CLOSE your eyes. Imagine Madonna in a cocktail bar, sitting at a piano, performing all her classic hits. With no gyrating choreography in sight, she would sit still, play a few chords and talk to the audience.
“My mother loved classical music, besides her kids it was her passion,” a candid Madonna begins to reminisce. “So I walked down the aisle to marry the man of my dreams to my mother’s favourite song.” The Queen of Pop then performs a heartfelt (and live) rendition of her 1986 single True Blue.
As part of the Edinburgh Fringe, Australian musical theatre performer Michael Griffiths channels this more talkative and stripped-back Madonna in his one-man cabaret show.
Created by Griffiths and Dean Bryant, the acclaimed writer and director, In Vogue: Songs by Madonna pays respect to an often forgotten feature of the iconic singer.
“I think she is a very clever songwriter and lyricist, and to my knowledge it’s not something discussed, people don’t acknowledge it,” Griffiths says.
“People are just too swept away in all of the other controversies in her life and don’t think about her as actually being a very sophisticated and accomplished lyricist.”
But don’t be mistaken In Vogue is not simply a Madonna tribute show.
“We do poke fun at her. We love her but we’re Australian, so we have to take the piss. It’s in our nature. Even though we put her songs on a pedestal,we hang sh*t on her failed movie career, her failed marriages, and stealing black babies.”
A graduate of the Western Australia Academy of Performing Arts (WAAPA), Griffiths has performed in We Will Rock You, Priscilla Queen of the Desert, and recently finished a five-year tenure with Jersey Boys, starring as Bob Crewe.
When Bryant approached him about doing a cabaret, for Griffiths, a huge Madonna fan, only one name came to mind.
“Very early on I said I want to be Madonna. I certainly never wanted to sound like her musically, but I thought to be her creates this lovely, camp, immediacy because it just puts you in the room with her so the stories really resonate.”

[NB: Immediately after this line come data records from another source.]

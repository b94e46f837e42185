//! Queues and exclusive queue ownership

use std::collections::VecDeque;
use std::sync::Arc;

use bytes::Bytes;

use super::key::QueueId;
use super::store::RoutingBroker;

/// Bounded FIFO of message bodies
#[derive(Debug)]
pub(super) struct MessageQueue {
    messages: VecDeque<Bytes>,
    capacity: usize,
}

impl MessageQueue {
    pub(super) fn new(capacity: usize) -> Self {
        Self {
            messages: VecDeque::new(),
            capacity,
        }
    }

    /// Push a message, discarding the oldest one if full
    ///
    /// Returns true if a message was discarded.
    pub(super) fn push(&mut self, body: Bytes) -> bool {
        let overflowed = if self.messages.len() >= self.capacity {
            self.messages.pop_front();
            true
        } else {
            false
        };
        self.messages.push_back(body);
        overflowed
    }

    pub(super) fn pop(&mut self) -> Option<Bytes> {
        self.messages.pop_front()
    }

    pub(super) fn len(&self) -> usize {
        self.messages.len()
    }
}

/// A queue owned by exactly one consumer
///
/// Dropping the guard reclaims the queue and removes every binding that
/// points at it, so nothing published afterwards can reach it.
#[derive(Debug)]
pub struct ExclusiveQueue {
    id: QueueId,
    broker: Arc<RoutingBroker>,
}

impl ExclusiveQueue {
    pub(super) fn new(id: QueueId, broker: Arc<RoutingBroker>) -> Self {
        Self { id, broker }
    }

    /// Queue identifier
    pub fn id(&self) -> QueueId {
        self.id
    }

    /// Take the next message without waiting
    pub fn poll(&self) -> Option<Bytes> {
        self.broker.poll_queue(self.id)
    }

    /// Number of messages waiting
    pub fn len(&self) -> usize {
        self.broker.queue_len(self.id).unwrap_or(0)
    }

    /// Whether no message is waiting
    pub fn is_empty(&self) -> bool {
        self.len() == 0
    }
}

impl Drop for ExclusiveQueue {
    fn drop(&mut self) {
        self.broker.delete_queue(self.id);
    }
}
//! TCP gateway
//!
//! Stands in for the web transport: every TCP connection is one session,
//! framed as newline-delimited JSON in both directions.
//!
//! ```text
//! client ──{"type":"submit_bounds",...}──► Connection ──► SessionRegistry
//! client ◄──{"event":"new_event",...}───── Connection ◄── ChannelDelivery
//! ```

pub mod config;
mod connection;
pub mod listener;
pub mod message;

pub use config::{ServerConfig, DEFAULT_MAX_LINE_LENGTH};
pub use listener::GeoServer;
pub use message::ClientMessage;
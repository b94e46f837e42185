//! Session configuration

use std::time::Duration;

use crate::broker::DEFAULT_EXCHANGE;
use crate::geo::{BoundingBox, NEW_YORK};
use crate::producer::ProducerKind;

/// Settings shared by every session of a registry
#[derive(Debug, Clone)]
pub struct SessionConfig {
    /// Exchange producers publish to and queues bind on
    pub exchange: String,

    /// Box a newly connected session starts with
    pub default_box: BoundingBox,

    /// Pause after an empty poll
    pub poll_backoff: Duration,

    /// Producer given to every session
    pub producer: ProducerKind,
}

/// Box sessions start with unless configured otherwise
pub fn default_box() -> BoundingBox {
    NEW_YORK
}

impl Default for SessionConfig {
    fn default() -> Self {
        Self {
            exchange: DEFAULT_EXCHANGE.to_string(),
            default_box: default_box(),
            poll_backoff: Duration::from_millis(500),
            producer: ProducerKind::default(),
        }
    }
}

impl SessionConfig {
    /// Set the exchange name
    pub fn exchange(mut self, name: impl Into<String>) -> Self {
        self.exchange = name.into();
        self
    }

    /// Set the initial box
    pub fn default_box(mut self, bbox: BoundingBox) -> Self {
        self.default_box = bbox;
        self
    }

    /// Set the empty-poll backoff
    pub fn poll_backoff(mut self, backoff: Duration) -> Self {
        self.poll_backoff = backoff;
        self
    }

    /// Set the producer kind
    pub fn producer(mut self, kind: ProducerKind) -> Self {
        self.producer = kind;
        self
    }
}
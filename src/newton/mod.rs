mod power;

pub use power::*;

/// Receives the largest power mismatch after every evaluation; iteration 0
/// is the initial point.
pub trait ProgressMonitor {
    fn update(&self, i: usize, norm_f: f64);
}

/// Logs each iteration's mismatch at `info` level.
pub struct LogProgress {}

impl ProgressMonitor for LogProgress {
    fn update(&self, i: usize, norm_f: f64) {
        if i == 0 {
            log::info!(" it    max P & Q mismatch (p.u.)");
            log::info!("----  ---------------------------");
        }
        log::info!("{:3}        {:10.3e}", i, norm_f);
    }
}
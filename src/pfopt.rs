use crate::error::{PowerFlowError, Result};

use clap::ValueEnum;

/// Starting point for the Newton iterations.
#[derive(Debug, PartialEq, Copy, Clone, Default, ValueEnum)]
pub enum VoltageInit {
    /// Use the voltage magnitude and angle given with each bus.
    #[default]
    Case,
    /// 1.0 p.u. at 0 degrees for PQ buses and 0 degrees for PV buses.
    /// PV set-points and the slack voltage are kept.
    Flat,
}

#[derive(Debug, Clone, PartialEq)]
pub struct PFOpt {
    // Termination tolerance on per unit P & Q mismatch. Default value is 1e-6.
    pub tolerance: f64,

    // Maximum number of iterations for Newton's method. Default value is 10.
    pub max_it: usize,

    pub init: VoltageInit,
}

impl Default for PFOpt {
    fn default() -> Self {
        Self {
            tolerance: 1e-6,
            max_it: 10,
            init: VoltageInit::Case,
        }
    }
}

impl PFOpt {
    pub fn tolerance(mut self, tolerance: f64) -> Self {
        self.tolerance = tolerance;
        self
    }

    pub fn max_it(mut self, max_it: usize) -> Self {
        self.max_it = max_it;
        self
    }

    pub fn init(mut self, init: VoltageInit) -> Self {
        self.init = init;
        self
    }

    pub fn validate(&self) -> Result<()> {
        if !(self.tolerance.is_finite() && self.tolerance > 0.0) {
            return Err(PowerFlowError::InvalidOption(format!(
                "tolerance must be positive, got {}",
                self.tolerance
            )));
        }
        if self.max_it == 0 {
            return Err(PowerFlowError::InvalidOption(
                "maximum iterations must be positive".into(),
            ));
        }
        Ok(())
    }
}
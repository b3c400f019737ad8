mod case;
mod dense;
mod dsbus_dv;
mod error;
mod jac;
mod lineflow;
mod mismatch;
mod network;
mod newton;
mod pfopt;
mod pfsoln;
mod report;
mod runpf;
mod ybus;

pub mod debug;

pub use case::*;
pub use dense::*;
pub use dsbus_dv::*;
pub use error::*;
pub use jac::*;
pub use lineflow::*;
pub use mismatch::*;
pub use network::*;
pub use newton::*;
pub use pfopt::*;
pub use pfsoln::*;
pub use report::*;
pub use runpf::*;
pub use ybus::*;
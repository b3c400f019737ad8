use thiserror::Error;

pub type Result<T> = std::result::Result<T, PowerFlowError>;

/// Errors raised while building a network or solving the power flow.
///
/// Failing to converge is not an error, see [`crate::Convergence`].
#[derive(Debug, Error)]
pub enum PowerFlowError {
    #[error("topology error: {0}")]
    Topology(String),

    #[error("line {line} ({from_bus}-{to_bus}) has zero impedance")]
    DegenerateLine {
        line: usize,
        from_bus: usize,
        to_bus: usize,
    },

    #[error("ill-conditioned Jacobian: {0}")]
    IllConditionedSystem(String),

    #[error("invalid option: {0}")]
    InvalidOption(String),

    #[error("malformed record at row {row}: {reason}")]
    MalformedRecord { row: usize, reason: String },

    #[error(transparent)]
    Csv(#[from] csv::Error),

    #[error(transparent)]
    Io(#[from] std::io::Error),
}
use crate::pfsoln::PowerFlowSolution;

use std::io::{self, Write};

/// Writes a plain text summary of a load flow solution.
pub fn write_report<W: Write>(w: &mut W, soln: &PowerFlowSolution) -> io::Result<()> {
    if soln.converged() {
        writeln!(w, "Converged in {} iterations.", soln.iterations)?;
    } else {
        writeln!(
            w,
            "Did not converge in {} iterations (max mismatch {:.3e}).",
            soln.iterations, soln.max_mismatch
        )?;
    }

    writeln!(w, "\nBus Voltages:")?;
    for b in &soln.buses {
        writeln!(
            w,
            "Bus {} ({}): {:.4} \u{2220} {:.2}\u{00B0}",
            b.id, b.bus_type, b.vm, b.va
        )?;
    }

    writeln!(w, "\nBus Injections:")?;
    for b in &soln.buses {
        writeln!(w, "Bus {}: P = {:.4}, Q = {:.4}", b.id, b.p, b.q)?;
    }

    writeln!(w, "\nPower Mismatches:")?;
    for b in &soln.buses {
        writeln!(w, "Bus {}: dP = {:.4e}, dQ = {:.4e}", b.id, b.dp, b.dq)?;
    }

    writeln!(w, "\nLine Flows:")?;
    for (i, ln) in soln.lines.iter().enumerate() {
        writeln!(
            w,
            "Line {} ({}-{}): I = {:.4} \u{2220} {:.2}\u{00B0}, Loss = {:.6}, Pf = {:.4}, Qf = {:.4}, Pt = {:.4}, Qt = {:.4}",
            i + 1,
            ln.from_bus,
            ln.to_bus,
            ln.current.norm(),
            ln.current.arg().to_degrees(),
            ln.power_loss,
            ln.s_from.re,
            ln.s_from.im,
            ln.s_to.re,
            ln.s_to.im,
        )?;
    }
    writeln!(w, "\nTotal Loss: {:.6}", soln.total_loss())?;

    Ok(())
}
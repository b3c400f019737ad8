use crate::dense::Mat;
use crate::dsbus_dv::d_sbus_d_v;
use crate::error::{PowerFlowError, Result};

use num_complex::Complex64;
use sparsetools::coo::Coo;
use sparsetools::csc::CSC;

/// Forms the reduced power flow Jacobian.
///
/// Rows are the real power equations at the PV and PQ buses followed by the
/// reactive power equations at the PQ buses. Columns are the voltage angles
/// of the PV and PQ buses followed by the voltage magnitudes of the PQ
/// buses. The slack bus does not appear. Angles are in radians.
///
/// ```text
///     | dP/dVa  dP/dVm |   | J11  J12 |
/// J = |                | = |          |
///     | dQ/dVa  dQ/dVm |   | J21  J22 |
/// ```
///
/// A Jacobian with an all-zero row or column is structurally singular and
/// is rejected with `IllConditionedSystem`.
pub fn make_jac(
    y_bus: &Mat<Complex64>,
    v: &[Complex64],
    pv: &[usize],
    pq: &[usize],
) -> Result<CSC<usize, f64>> {
    let pv_pq = [pv, pq].concat();
    let (npvpq, npq) = (pv_pq.len(), pq.len());
    let n = npvpq + npq;

    let (d_sbus_d_va, d_sbus_d_vm) = d_sbus_d_v(y_bus, v);
    let (j11, j21) = (d_sbus_d_va.real(), d_sbus_d_va.imag());
    let (j12, j22) = (d_sbus_d_vm.real(), d_sbus_d_vm.imag());

    let mut jac = Coo::with_size(n, n);
    let mut row_nnz = vec![0; n];
    let mut col_nnz = vec![0; n];
    let mut push = |r: usize, c: usize, value: f64| {
        if value != 0.0 {
            jac.push(r, c, value);
            row_nnz[r] += 1;
            col_nnz[c] += 1;
        }
    };

    for (r, &i) in pv_pq.iter().enumerate() {
        for (c, &k) in pv_pq.iter().enumerate() {
            push(r, c, j11.get(i, k));
        }
        for (c, &k) in pq.iter().enumerate() {
            push(r, npvpq + c, j12.get(i, k));
        }
    }
    for (r, &i) in pq.iter().enumerate() {
        for (c, &k) in pv_pq.iter().enumerate() {
            push(npvpq + r, c, j21.get(i, k));
        }
        for (c, &k) in pq.iter().enumerate() {
            push(npvpq + r, npvpq + c, j22.get(i, k));
        }
    }

    if let Some(r) = row_nnz.iter().position(|&nnz| nnz == 0) {
        return Err(PowerFlowError::IllConditionedSystem(format!(
            "Jacobian row {} is zero",
            r
        )));
    }
    if let Some(c) = col_nnz.iter().position(|&nnz| nnz == 0) {
        return Err(PowerFlowError::IllConditionedSystem(format!(
            "Jacobian column {} is zero",
            c
        )));
    }

    let jac = jac.to_csc();
    log::trace!("J:\n{}", jac.to_csr().to_table());

    Ok(jac)
}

The show contains no conical bras, lace wedding dresses or leotards. Griffiths performs as Madonna in a shirt and tie, no wig, and his Australian accent.
“I never actually say I’m Madonna…people just go there, because it’s a given and it’s absurd, and audiences are tickled by it because it is so ridiculous. Then they forget and half way through the show you just get so caught up in the stories and the songs, because they’re so good.”
For an artist whose career spans three decades, and whose discography contains over 70 CD singles, to pick which Madonna songs to include was not an easy task. After listening to every song, Griffiths sat down at the piano, found a key to suit his baritone voice and began writing new arrangements.
“Some songs work when they’re stripped back, and some songs just don’t. So it was a combination of how does it sound with a male voice and piano, and then also does it lyrically lend itself to her biography because we wanted to tell her story, because her story is in her songs.
After listening to Griffiths’ original arrangements, audiences in Australia, New Zealand and New York have found a new love for these tunes.
“People say ‘Oh my god I had no idea there was so much storytelling in these songs.’ Because when you listen to a pop song you’re seduced by the sound and the beat and you can dance to the arrangement. So when it’s just the lyrics and a piano, suddenly the lyrics have so much more weight.”
And of course no Madonna show would be complete without the hits.
“We had to have Vogue, Like a Prayer and Express Yourself. These are non-negotiable. We also put Like a Virgin and Material Girl in even though she didn’t write the lyrics to those songs, but they’re so iconic we just thought we had to have them.